* **Task item**
Begin at the top of the following data. Copy each line exactly until you have copied the line containing "an event, blocking".

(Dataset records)
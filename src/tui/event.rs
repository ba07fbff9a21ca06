use crossterm::event::{self, Event, KeyCode, KeyEventKind, KeyModifiers, MouseEventKind};

/// TUI-specific input events. Which screen is showing decides what they mean.
#[derive(Debug, Clone, PartialEq, Eq)]
pub enum TuiEvent {
    /// Ctrl+C: quit from anywhere.
    ForceQuit,
    /// Ctrl+R: back to the start screen from anywhere.
    Restart,
    Escape,
    Submit,
    InputChar(char),
    CursorUp,
    CursorDown,
    CursorLeft,
    CursorRight,
    ScrollUp,
    ScrollDown,
    ScrollPageUp,
    ScrollPageDown,
    Resize,
}

/// Poll for an event, blocking up to `timeout`.
pub fn poll_event_timeout(timeout: std::time::Duration) -> Option<TuiEvent> {
    // A failed poll/read is treated as "no input"; the loop redraws and polls again.
    if !event::poll(timeout).unwrap_or(false) {
        return None;
    }
    match event::read().ok()? {
        Event::Key(key_event) => {
            // Ignore releases/repeats reported by the keyboard enhancement protocol
            if key_event.kind != KeyEventKind::Press {
                return None;
            }
            log::debug!(
                "Key event: {:?} with modifiers {:?}",
                key_event.code,
                key_event.modifiers
            );
            match (key_event.modifiers, key_event.code) {
                (KeyModifiers::CONTROL, KeyCode::Char('c')) => Some(TuiEvent::ForceQuit),
                (KeyModifiers::CONTROL, KeyCode::Char('r')) => Some(TuiEvent::Restart),
                (_, KeyCode::Char(c)) => Some(TuiEvent::InputChar(c)),
                (_, KeyCode::Enter) => Some(TuiEvent::Submit),
                (_, KeyCode::Esc) => Some(TuiEvent::Escape),
                (_, KeyCode::Up) => Some(TuiEvent::CursorUp),
                (_, KeyCode::Down) => Some(TuiEvent::CursorDown),
                (_, KeyCode::Left) => Some(TuiEvent::CursorLeft),
                (_, KeyCode::Right) => Some(TuiEvent::CursorRight),
                (_, KeyCode::PageUp) => Some(TuiEvent::ScrollPageUp),
                (_, KeyCode::PageDown) => Some(TuiEvent::ScrollPageDown),
                _ => None,
            }
        }
        Event::Mouse(mouse_event) => match mouse_event.kind {
            MouseEventKind::ScrollUp => Some(TuiEvent::ScrollUp),
            MouseEventKind::ScrollDown => Some(TuiEvent::ScrollDown),
            _ => None,
        },
        Event::Resize(_, _) => Some(TuiEvent::Resize),
        _ => None,
    }
}

/// Poll for an event without blocking (returns immediately)
pub fn poll_event_immediate() -> Option<TuiEvent> {
    poll_event_timeout(std::time::Duration::ZERO)
}
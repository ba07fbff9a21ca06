use std::fmt;

use async_trait::async_trait;

use crate::core::card::VocabularyCard;
use crate::core::topic::{Difficulty, Topic};

/// Errors that can occur while generating a deck.
/// The session controller only reports these as a single failure; the
/// variants exist for logging.
#[derive(Debug)]
pub enum ProviderError {
    /// Provider misconfigured (missing API key, bad URL).
    Config(String),
    /// Network-level failure (DNS, connection refused, reset).
    Network(String),
    /// API returned an error response.
    Api { status: u16, message: String },
    /// The response did not contain a usable card list.
    Parse(String),
    /// The caller gave up waiting.
    Timeout(u64),
}

impl fmt::Display for ProviderError {
    fn fmt(&self, f: &mut fmt::Formatter<'_>) -> fmt::Result {
        match self {
            ProviderError::Config(msg) => write!(f, "config error: {msg}"),
            ProviderError::Network(msg) => write!(f, "network error: {msg}"),
            ProviderError::Api { status, message } => {
                write!(f, "API error (HTTP {status}): {message}")
            }
            ProviderError::Parse(msg) => write!(f, "parse error: {msg}"),
            ProviderError::Timeout(secs) => write!(f, "no response after {secs}s"),
        }
    }
}

impl std::error::Error for ProviderError {}

/// Everything a generator needs to produce a deck.
#[derive(Debug, Clone, PartialEq, Eq)]
pub struct DeckRequest {
    pub topic: Topic,
    pub difficulty: Difficulty,
    pub count: usize,
}

#[async_trait]
pub trait DeckGenerator: Send + Sync {
    /// Returns the name of the provider.
    fn name(&self) -> &str;

    /// Produces up to `request.count` cards, in presentation order.
    async fn generate(&self, request: &DeckRequest) -> Result<Vec<VocabularyCard>, ProviderError>;
}
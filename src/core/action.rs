//! # Actions
//!
//! Everything that can happen in LingoFlash becomes an `Action`.
//! User presses Space? That's `Action::Flip`.
//! The deck generator answers? That's `Action::DeckGenerated { .. }`.
//!
//! The `update()` function applies an action to the state and returns the
//! `Effect` the adapter must perform. No I/O here: spawning the generator
//! and sleeping before an advance both happen in the adapter.
//!
//! ```text
//! State + Action  →  update()  →  New State + Effect
//! ```

use std::time::Duration;

use log::debug;

use crate::core::card::VocabularyCard;
use crate::core::session::{AdvanceToken, Feedback, GenerationTicket, SessionState};
use crate::core::state::App;
use crate::core::topic::{Difficulty, Topic};
use crate::inference::ProviderError;

#[derive(Debug)]
pub enum Action {
    Configure { topic: Topic, difficulty: Difficulty },
    CycleTopic { forward: bool },
    CycleDifficulty { forward: bool },
    BeginSession,
    DeckGenerated {
        epoch: u64,
        result: Result<Vec<VocabularyCard>, ProviderError>,
    },
    Flip,
    Judge { known: bool },
    /// The feedback pause for a judged card has elapsed.
    Advance(AdvanceToken),
    Restart,
    Quit,
}

/// Side effects requested by `update`, performed by the adapter.
#[derive(Debug, Clone, PartialEq, Eq)]
pub enum Effect {
    None,
    GenerateDeck(GenerationTicket),
    ScheduleAdvance {
        token: AdvanceToken,
        delay: Duration,
        feedback: Feedback,
    },
    /// Abort outstanding generation and advance tasks.
    CancelPending,
    Quit,
}

pub fn update(app: &mut App, action: Action) -> Effect {
    match action {
        Action::Configure { topic, difficulty } => {
            app.session.configure(topic, difficulty);
            Effect::None
        }
        Action::CycleTopic { forward } => {
            let topic = app.session.topic();
            let next = if forward { topic.next() } else { topic.prev() };
            app.session.configure(next, app.session.difficulty());
            Effect::None
        }
        Action::CycleDifficulty { forward } => {
            let difficulty = app.session.difficulty();
            let next = if forward {
                difficulty.next()
            } else {
                difficulty.prev()
            };
            app.session.configure(app.session.topic(), next);
            Effect::None
        }
        Action::BeginSession => match app.session.begin_session() {
            Some(ticket) => {
                app.status_message = format!("Using {}", app.generator.name());
                Effect::GenerateDeck(ticket)
            }
            None => Effect::None,
        },
        Action::DeckGenerated { epoch, result } => {
            let detail = match &result {
                Ok(cards) if cards.is_empty() => Some("generator returned no cards".to_string()),
                Ok(_) => None,
                Err(e) => Some(e.to_string()),
            };
            if app.session.complete_generation(epoch, result) {
                app.status_message = match app.session.state() {
                    SessionState::Error { .. } => detail.unwrap_or_default(),
                    _ => String::new(),
                };
            }
            Effect::None
        }
        Action::Flip => {
            app.session.flip();
            Effect::None
        }
        Action::Judge { known } => match app.session.judge(known) {
            Some(judgment) => Effect::ScheduleAdvance {
                token: judgment.token,
                delay: app.feedback_delay,
                feedback: judgment.feedback,
            },
            None => Effect::None,
        },
        Action::Advance(token) => {
            app.session.advance(token);
            Effect::None
        }
        Action::Restart => {
            app.session.restart();
            app.status_message.clear();
            Effect::CancelPending
        }
        Action::Quit => {
            debug!("Quit requested");
            app.should_quit = true;
            Effect::Quit
        }
    }
}
//! # Core Application Logic
//!
//! This module contains LingoFlash's business logic.
//! It knows nothing about any specific UI technology.
//!
//! ```text
//!                    ┌─────────────────────────┐
//!                    │         CORE            │
//!                    │  (this module)          │
//!                    │                         │
//!                    │  • Session (state       │
//!                    │    machine + stats)     │
//!                    │  • Action (events)      │
//!                    │  • update() (reducer)   │
//!                    │                         │
//!                    │  No I/O. No UI.         │
//!                    └───────────┬─────────────┘
//!                                │
//!            ┌───────────────────┼───────────────────┐
//!            ▼                   ▼                   ▼
//!     ┌────────────┐      ┌────────────┐      ┌────────────┐
//!     │    TUI     │      │   Deck     │      │  Embedder  │
//!     │  Adapter   │      │ Generator  │      │ (library   │
//!     │ (ratatui)  │      │ (LLM API)  │      │   users)   │
//!     └────────────┘      └────────────┘      └────────────┘
//! ```
//!
//! ## Modules
//!
//! - [`session`]: The `Session` controller, the five-state machine
//! - [`action`]: The `Action` enum and `update()` reducer
//! - [`state`]: The `App` struct wrapping the session and its generator
//! - [`card`], [`stats`], [`topic`]: the data model
//! - [`config`]: file/env/CLI settings

pub mod action;
pub mod card;
pub mod config;
pub mod session;
pub mod state;
pub mod stats;
pub mod topic;

// Re-export commonly used types for convenience
pub use card::{Deck, VocabularyCard};
pub use session::{Session, SessionState};
pub use stats::SessionStats;
pub use topic::{Difficulty, Topic};
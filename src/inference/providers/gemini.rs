//! Google Gemini provider using `generateContent` with structured output.
//!
//! Gemini accepts an OpenAPI-style `responseSchema`, so the model is asked
//! for a bare JSON array of card objects with all five fields required.

use async_trait::async_trait;
use log::{debug, info, warn};
use serde::{Deserialize, Serialize};

use crate::core::card::VocabularyCard;
use crate::inference::{DeckGenerator, DeckRequest, ProviderError, build_prompt, parse_cards};

pub const DEFAULT_GEMINI_BASE_URL: &str = "https://generativelanguage.googleapis.com/v1beta";
pub const DEFAULT_GEMINI_MODEL: &str = "gemini-2.5-flash";

// ============================================================================
// Gemini generateContent Types
// ============================================================================

#[derive(Serialize, Debug)]
struct Part {
    text: String,
}

#[derive(Serialize, Debug)]
struct Content {
    parts: Vec<Part>,
}

#[derive(Serialize, Debug)]
#[serde(rename_all = "camelCase")]
struct GenerationConfig {
    response_mime_type: &'static str,
    response_schema: serde_json::Value,
}

#[derive(Serialize, Debug)]
#[serde(rename_all = "camelCase")]
struct GenerateContentRequest {
    contents: Vec<Content>,
    generation_config: GenerationConfig,
}

#[derive(Deserialize, Debug, Default)]
struct GenerateContentResponse {
    #[serde(default)]
    candidates: Vec<Candidate>,
}

#[derive(Deserialize, Debug)]
#[serde(rename_all = "camelCase")]
struct Candidate {
    content: Option<CandidateContent>,
    #[serde(default)]
    finish_reason: Option<String>,
}

#[derive(Deserialize, Debug)]
struct CandidateContent {
    #[serde(default)]
    parts: Vec<CandidatePart>,
}

#[derive(Deserialize, Debug)]
struct CandidatePart {
    #[serde(default)]
    text: Option<String>,
}

// ============================================================================
// Translation Layer
// ============================================================================

/// Schema for an array of cards, all fields required.
fn card_list_schema() -> serde_json::Value {
    serde_json::json!({
        "type": "ARRAY",
        "items": {
            "type": "OBJECT",
            "properties": {
                "word": { "type": "STRING" },
                "pronunciation": { "type": "STRING" },
                "partOfSpeech": { "type": "STRING" },
                "definition": { "type": "STRING" },
                "example": { "type": "STRING" }
            },
            "required": ["word", "pronunciation", "partOfSpeech", "definition", "example"]
        }
    })
}

fn build_request(request: &DeckRequest) -> GenerateContentRequest {
    GenerateContentRequest {
        contents: vec![Content {
            parts: vec![Part {
                text: build_prompt(request),
            }],
        }],
        generation_config: GenerationConfig {
            response_mime_type: "application/json",
            response_schema: card_list_schema(),
        },
    }
}

/// Concatenates the text parts of the first candidate.
fn response_text(response: &GenerateContentResponse) -> Option<String> {
    let candidate = response.candidates.first()?;
    if let Some(reason) = &candidate.finish_reason
        && reason != "STOP"
    {
        debug!("Gemini candidate finished with reason {}", reason);
    }
    let text: String = candidate
        .content
        .as_ref()?
        .parts
        .iter()
        .filter_map(|p| p.text.as_deref())
        .collect();
    if text.trim().is_empty() { None } else { Some(text) }
}

// ============================================================================
// Provider Implementation
// ============================================================================

pub struct GeminiProvider {
    api_key: String,
    model: String,
    base_url: String,
    client: reqwest::Client,
}

impl GeminiProvider {
    /// Creates a new Gemini provider.
    ///
    /// # Arguments
    /// * `api_key` - Google AI Studio API key
    /// * `model` - Model name, e.g. `gemini-2.5-flash`
    /// * `base_url` - Optional custom base URL (defaults to the public v1beta API)
    pub fn new(api_key: String, model: String, base_url: Option<String>) -> Self {
        Self {
            api_key,
            model,
            base_url: base_url.unwrap_or_else(|| DEFAULT_GEMINI_BASE_URL.to_string()),
            client: reqwest::Client::new(),
        }
    }
}

#[async_trait]
impl DeckGenerator for GeminiProvider {
    fn name(&self) -> &str {
        "gemini"
    }

    async fn generate(&self, request: &DeckRequest) -> Result<Vec<VocabularyCard>, ProviderError> {
        let body = build_request(request);
        let url = format!("{}/models/{}:generateContent", self.base_url, self.model);

        info!(
            "Gemini request: model={}, topic={}, difficulty={}, count={}",
            self.model,
            request.topic.label(),
            request.difficulty.label(),
            request.count
        );

        let response = self
            .client
            .post(&url)
            .header("x-goog-api-key", &self.api_key)
            .json(&body)
            .send()
            .await
            .map_err(|e| ProviderError::Network(e.to_string()))?;

        debug!("Gemini response status: {}", response.status());

        if !response.status().is_success() {
            let status = response.status().as_u16();
            let err_body = response
                .text()
                .await
                .unwrap_or_else(|_| "unknown error".to_string());
            warn!("Gemini API error: {} - {}", status, err_body);
            return Err(ProviderError::Api {
                status,
                message: err_body,
            });
        }

        let parsed: GenerateContentResponse = response
            .json()
            .await
            .map_err(|e| ProviderError::Parse(e.to_string()))?;

        let text = response_text(&parsed)
            .ok_or_else(|| ProviderError::Parse("No data returned from Gemini".to_string()))?;
        debug!("Gemini returned {} bytes of card JSON", text.len());

        parse_cards(&text)
    }
}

* **Response to this exercise**
filename src/tui/event.rs
repository ba07fbff9a21ca06
use crossterm::event::{self, Event, KeyCode, KeyEventKind, KeyModifiers, MouseEventKind};

/// TUI-specific input events. Which screen is showing decides what they mean.
#[derive(Debug, Clone, PartialEq, Eq)]
pub enum TuiEvent {
    /// Ctrl+C: quit from anywhere.
    ForceQuit,
    /// Ctrl+R: back to the start screen from anywhere.
    Restart,
    Escape,
    Submit,
    InputChar(char),
    CursorUp,
    CursorDown,
    CursorLeft,
    CursorRight,
    ScrollUp,
    ScrollDown,
    ScrollPageUp,
    ScrollPageDown,
    Resize,
}

/// Poll for an event, blocking up to `timeout`.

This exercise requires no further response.